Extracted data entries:
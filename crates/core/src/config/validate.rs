use super::{types::Config, ConfigError};

/// Validate configuration
/// Currently validates:
/// - Storage bucket is set
/// - URL template is set and contains `{FORECAST}`
/// - Offset range expands to valid offsets
/// - Replication window, raster size and tool timeout are non-zero
/// - Zoom range is not inverted
pub fn validate_config(config: &Config) -> Result<(), ConfigError> {
    if config.storage.bucket.trim().is_empty() {
        return Err(invalid(
            "storage.bucket is required (set WINDMAP_STORAGE__BUCKET or AWS_S3_WIND_BUCKET)",
        ));
    }

    let template = config.source.url_template.trim();
    if template.is_empty() {
        return Err(invalid("source.url_template cannot be empty"));
    }
    if !template.contains("{FORECAST}") {
        return Err(invalid(
            "source.url_template must contain the {FORECAST} placeholder",
        ));
    }

    let offsets = config
        .source
        .offsets
        .offsets()
        .map_err(|e| invalid(format!("source.offsets: {}", e)))?;
    if offsets.is_empty() {
        return Err(invalid("source.offsets selects no forecast offsets"));
    }

    let pipeline = &config.pipeline;
    if pipeline.replicate_hours == 0 {
        return Err(invalid("pipeline.replicate_hours cannot be 0"));
    }
    if pipeline.preview_name.trim().is_empty() || pipeline.preview_name.contains('/') {
        return Err(invalid(
            "pipeline.preview_name must be a plain, non-empty file name",
        ));
    }
    if pipeline.components.is_empty() {
        return Err(invalid("pipeline.components cannot be empty"));
    }
    if pipeline.raster.width == 0 || pipeline.raster.height == 0 {
        return Err(invalid("pipeline.raster width and height cannot be 0"));
    }
    if pipeline.raster.scale_min >= pipeline.raster.scale_max {
        return Err(invalid("pipeline.raster.scale_min must be below scale_max"));
    }
    if !pipeline.zoom.is_valid() {
        return Err(invalid(format!(
            "pipeline.zoom min {} is above max {}",
            pipeline.zoom.min, pipeline.zoom.max
        )));
    }

    if config.tools.timeout_secs == 0 {
        return Err(invalid("tools.timeout_secs cannot be 0"));
    }

    Ok(())
}

fn invalid(message: impl Into<String>) -> ConfigError {
    ConfigError::ValidationError(message.into())
}

#[cfg(test)]
mod tests {
    use super::*;
    use crate::publisher::StorageConfig;
    use crate::schedule::OffsetRange;
    use crate::tools::ZoomRange;

    fn valid_config() -> Config {
        Config {
            storage: StorageConfig::for_bucket("wind-tiles"),
            ..Config::default()
        }
    }

    fn assert_invalid(config: &Config, needle: &str) {
        match validate_config(config) {
            Err(ConfigError::ValidationError(message)) => {
                assert!(message.contains(needle), "{} missing from {}", needle, message)
            }
            other => panic!("expected validation error, got {:?}", other),
        }
    }

    #[test]
    fn test_validate_valid_config() {
        assert!(validate_config(&valid_config()).is_ok());
    }

    #[test]
    fn test_validate_missing_bucket_fails() {
        assert_invalid(&Config::default(), "storage.bucket");
    }

    #[test]
    fn test_validate_url_template() {
        let mut config = valid_config();
        config.source.url_template = "  ".to_string();
        assert_invalid(&config, "cannot be empty");

        config.source.url_template = "http://mirror/{RELEASE}.grib2".to_string();
        assert_invalid(&config, "{FORECAST}");
    }

    #[test]
    fn test_validate_offsets() {
        let mut config = valid_config();
        config.source.offsets = OffsetRange::new(9, 18, 0);
        assert_invalid(&config, "source.offsets");

        config.source.offsets = OffsetRange::new(18, 9, 3);
        assert_invalid(&config, "source.offsets");

        config.source.offsets = OffsetRange::new(10, 12, 2);
        assert_invalid(&config, "source.offsets");
    }

    #[test]
    fn test_validate_pipeline() {
        let mut config = valid_config();
        config.pipeline.replicate_hours = 0;
        assert_invalid(&config, "replicate_hours");

        let mut config = valid_config();
        config.pipeline.raster.height = 0;
        assert_invalid(&config, "raster");

        let mut config = valid_config();
        config.pipeline.zoom = ZoomRange::new(5, 2);
        assert_invalid(&config, "pipeline.zoom");

        let mut config = valid_config();
        config.pipeline.preview_name = "a/b.png".to_string();
        assert_invalid(&config, "preview_name");
    }

    #[test]
    fn test_validate_tool_timeout() {
        let mut config = valid_config();
        config.tools.timeout_secs = 0;
        assert_invalid(&config, "tools.timeout_secs");
    }
}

Work to be completed →
Search the data for "default". Copy each line that has it.

Completed task →
            ..Config::default()
        assert_invalid(&Config::default(), "storage.bucket");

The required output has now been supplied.